• Prompt: From the entries below, copy out every line with "axum" in it.

Stored data entries
----

use anyhow::Context;
use async_trait::async_trait;
use sqlx::PgPool;
use uuid::Uuid;

use super::repo_types::{Gender, ProfileRow, UserProfile};

/// Read access to user identity, gender and traits, plus the one write the
/// profile page needs.
#[async_trait]
pub trait UserDirectory: Send + Sync {
    async fn get_user(&self, id: Uuid) -> anyhow::Result<Option<UserProfile>>;

    /// Users of `gender` other than `excluding` who are not in a live match.
    /// With `exclude_open_friend_quests`, users with an unfinished friendship
    /// quest are left out as well. Order is stable: oldest account first.
    async fn list_candidates(
        &self,
        gender: Gender,
        excluding: Uuid,
        exclude_open_friend_quests: bool,
    ) -> anyhow::Result<Vec<UserProfile>>;

    /// Replace the user's trait set.
    async fn set_traits(&self, user_id: Uuid, trait_ids: &[Uuid]) -> anyhow::Result<()>;
}

#[derive(Clone)]
pub struct PgUserDirectory {
    db: PgPool,
}

impl PgUserDirectory {
    pub fn new(db: PgPool) -> Self {
        Self { db }
    }
}

#[async_trait]
impl UserDirectory for PgUserDirectory {
    async fn get_user(&self, id: Uuid) -> anyhow::Result<Option<UserProfile>> {
        let row = sqlx::query_as::<_, ProfileRow>(
            r#"
            SELECT u.id, u.name, u.age, u.gender,
                   COALESCE(
                       array_agg(ut.trait_id ORDER BY ut.position)
                           FILTER (WHERE ut.trait_id IS NOT NULL),
                       '{}'
                   ) AS trait_ids
              FROM users u
              LEFT JOIN user_traits ut ON ut.user_id = u.id
             WHERE u.id = $1
             GROUP BY u.id
            "#,
        )
        .bind(id)
        .fetch_optional(&self.db)
        .await
        .context("get user profile")?;
        Ok(row.map(UserProfile::from))
    }

    async fn list_candidates(
        &self,
        gender: Gender,
        excluding: Uuid,
        exclude_open_friend_quests: bool,
    ) -> anyhow::Result<Vec<UserProfile>> {
        let rows = sqlx::query_as::<_, ProfileRow>(
            r#"
            SELECT u.id, u.name, u.age, u.gender,
                   COALESCE(
                       array_agg(ut.trait_id ORDER BY ut.position)
                           FILTER (WHERE ut.trait_id IS NOT NULL),
                       '{}'
                   ) AS trait_ids
              FROM users u
              LEFT JOIN user_traits ut ON ut.user_id = u.id
             WHERE u.gender = $1
               AND u.id <> $2
               AND NOT EXISTS (
                   SELECT 1 FROM live_participants lp WHERE lp.user_id = u.id
               )
               AND (NOT $3 OR NOT EXISTS (
                   SELECT 1
                     FROM matches m
                    WHERE m.status = 'friend'
                      AND m.task_status <> 'completed'
                      AND (m.participant_a = u.id OR m.participant_b = u.id)
               ))
             GROUP BY u.id
             ORDER BY u.created_at ASC, u.id ASC
            "#,
        )
        .bind(gender.as_str())
        .bind(excluding)
        .bind(exclude_open_friend_quests)
        .fetch_all(&self.db)
        .await
        .context("list candidates")?;
        Ok(rows.into_iter().map(UserProfile::from).collect())
    }

    async fn set_traits(&self, user_id: Uuid, trait_ids: &[Uuid]) -> anyhow::Result<()> {
        let mut tx = self.db.begin().await.context("begin tx")?;
        sqlx::query("DELETE FROM user_traits WHERE user_id = $1")
            .bind(user_id)
            .execute(&mut *tx)
            .await
            .context("clear user traits")?;
        sqlx::query(
            r#"
            INSERT INTO user_traits (user_id, trait_id, position)
            SELECT $1, wanted.trait_id, wanted.ord
              FROM unnest($2::uuid[]) WITH ORDINALITY AS wanted(trait_id, ord)
            "#,
        )
        .bind(user_id)
        .bind(trait_ids)
        .execute(&mut *tx)
        .await
        .context("insert user traits")?;
        tx.commit().await.context("commit tx")?;
        Ok(())
    }
}
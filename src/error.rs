use axum::{
    http::StatusCode,
    response::{IntoResponse, Response},
    Json,
};
use serde::Serialize;
use thiserror::Error;
use tracing::error;

/// Error type shared by every handler and service.
#[derive(Debug, Error)]
pub enum ApiError {
    /// Not authenticated, or not a participant of the addressed match.
    #[error("{0}")]
    Unauthorized(String),

    #[error("{0} not found")]
    NotFound(&'static str),

    /// Malformed or missing input.
    #[error("{0}")]
    Validation(String),

    #[error("please select personality traits first")]
    NoTraits,

    #[error("please set your gender to boy or girl in your profile")]
    InvalidGender,

    #[error("invalid action: {0}")]
    InvalidAction(String),

    #[error("you already have an active match")]
    AlreadyMatched,

    /// The requested transition is not allowed from the current state.
    #[error("{0}")]
    Conflict(String),

    #[error("no compatible matches found, try again later")]
    NoCandidates,

    #[error("no tasks available for these traits")]
    NoTasks,

    #[error(transparent)]
    Internal(#[from] anyhow::Error),
}

#[derive(Debug, Serialize)]
struct ErrorBody {
    error: String,
    code: &'static str,
}

impl ApiError {
    pub fn status(&self) -> StatusCode {
        match self {
            ApiError::Unauthorized(_) => StatusCode::UNAUTHORIZED,
            ApiError::NotFound(_) | ApiError::NoCandidates | ApiError::NoTasks => {
                StatusCode::NOT_FOUND
            }
            ApiError::Validation(_)
            | ApiError::NoTraits
            | ApiError::InvalidGender
            | ApiError::InvalidAction(_) => StatusCode::BAD_REQUEST,
            ApiError::AlreadyMatched | ApiError::Conflict(_) => StatusCode::CONFLICT,
            ApiError::Internal(_) => StatusCode::INTERNAL_SERVER_ERROR,
        }
    }

    pub fn code(&self) -> &'static str {
        match self {
            ApiError::Unauthorized(_) => "unauthorized",
            ApiError::NotFound(_) => "not_found",
            ApiError::Validation(_) => "validation",
            ApiError::NoTraits => "no_traits",
            ApiError::InvalidGender => "invalid_gender",
            ApiError::InvalidAction(_) => "invalid_action",
            ApiError::AlreadyMatched => "already_matched",
            ApiError::Conflict(_) => "conflict",
            ApiError::NoCandidates => "no_candidates",
            ApiError::NoTasks => "no_tasks",
            ApiError::Internal(_) => "internal",
        }
    }
}

impl From<sqlx::Error> for ApiError {
    fn from(e: sqlx::Error) -> Self {
        ApiError::Internal(e.into())
    }
}

impl IntoResponse for ApiError {
    fn into_response(self) -> Response {
        let status = self.status();
        let message = match &self {
            ApiError::Internal(e) => {
                error!(error = ?e, "internal error");
                "internal server error".to_string()
            }
            other => other.to_string(),
        };
        let body = ErrorBody {
            error: message,
            code: self.code(),
        };
        (status, Json(body)).into_response()
    }
}
use axum::{extract::State, routing::get, Json, Router};
use serde::Serialize;
use tracing::instrument;

use crate::{
    auth::jwt::AuthUser,
    catalog::repo_types::{PersonalityTrait, Task},
    error::ApiError,
    state::AppState,
};

#[derive(Debug, Serialize)]
pub struct TraitsResponse {
    pub traits: Vec<PersonalityTrait>,
}

#[derive(Debug, Serialize)]
pub struct TasksResponse {
    pub tasks: Vec<Task>,
}

pub fn catalog_routes() -> Router<AppState> {
    Router::new()
        .route("/traits", get(list_traits))
        .route("/tasks", get(recommended_tasks))
}

#[instrument(skip(state))]
pub async fn list_traits(State(state): State<AppState>) -> Result<Json<TraitsResponse>, ApiError> {
    let traits = state.catalog.list_traits().await?;
    Ok(Json(TraitsResponse { traits }))
}

/// Every task reachable from the caller's declared traits.
#[instrument(skip(state))]
pub async fn recommended_tasks(
    State(state): State<AppState>,
    AuthUser(user_id): AuthUser,
) -> Result<Json<TasksResponse>, ApiError> {
    let user = state
        .users
        .get_user(user_id)
        .await?
        .ok_or(ApiError::NotFound("user"))?;
    let tasks = state.catalog.tasks_for_traits(&user.trait_ids).await?;
    Ok(Json(TasksResponse { tasks }))
}

#[cfg(test)]
mod tests {
    use super::*;
    use crate::matching::memory::MemoryStore;

    #[tokio::test]
    async fn recommended_tasks_follow_declared_traits() {
        let store = MemoryStore::new();
        let nature = store.add_trait("Nature lover").await;
        let books = store.add_trait("Book lover").await;
        store.add_task(nature, "Nature Walk").await;
        store.add_task(books, "Library Visit").await;
        let user = store
            .add_user("x", Some(crate::users::repo_types::Gender::Boy), vec![books])
            .await;
        let state = AppState::fake_with(store);

        let Json(res) = recommended_tasks(State(state), AuthUser(user)).await.unwrap();
        let titles: Vec<_> = res.tasks.iter().map(|t| t.title.as_str()).collect();
        assert_eq!(titles, vec!["Library Visit"]);
    }

    #[tokio::test]
    async fn traits_are_listed_by_name() {
        let store = MemoryStore::new();
        store.add_trait("Nature lover").await;
        store.add_trait("Book lover").await;
        let state = AppState::fake_with(store);

        let Json(res) = list_traits(State(state)).await.unwrap();
        let names: Vec<_> = res.traits.iter().map(|t| t.name.as_str()).collect();
        assert_eq!(names, vec!["Book lover", "Nature lover"]);
    }
}
use serde::{Deserialize, Serialize};
use uuid::Uuid;

/// Which of the two token flavours a JWT is.
#[derive(Debug, Clone, Copy, Serialize, Deserialize, PartialEq, Eq)]
#[serde(rename_all = "lowercase")]
pub enum TokenKind {
    Access,
    Refresh,
}

/// JWT payload.
#[derive(Debug, Clone, Serialize, Deserialize)]
pub struct Claims {
    pub sub: Uuid,       // user id
    pub iat: usize,      // issued at (unix)
    pub exp: usize,      // expires at (unix)
    pub iss: String,
    pub aud: String,
    pub kind: TokenKind,
}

----

• Solution:
use axum::{
use axum::{extract::State, routing::get, Json, Router};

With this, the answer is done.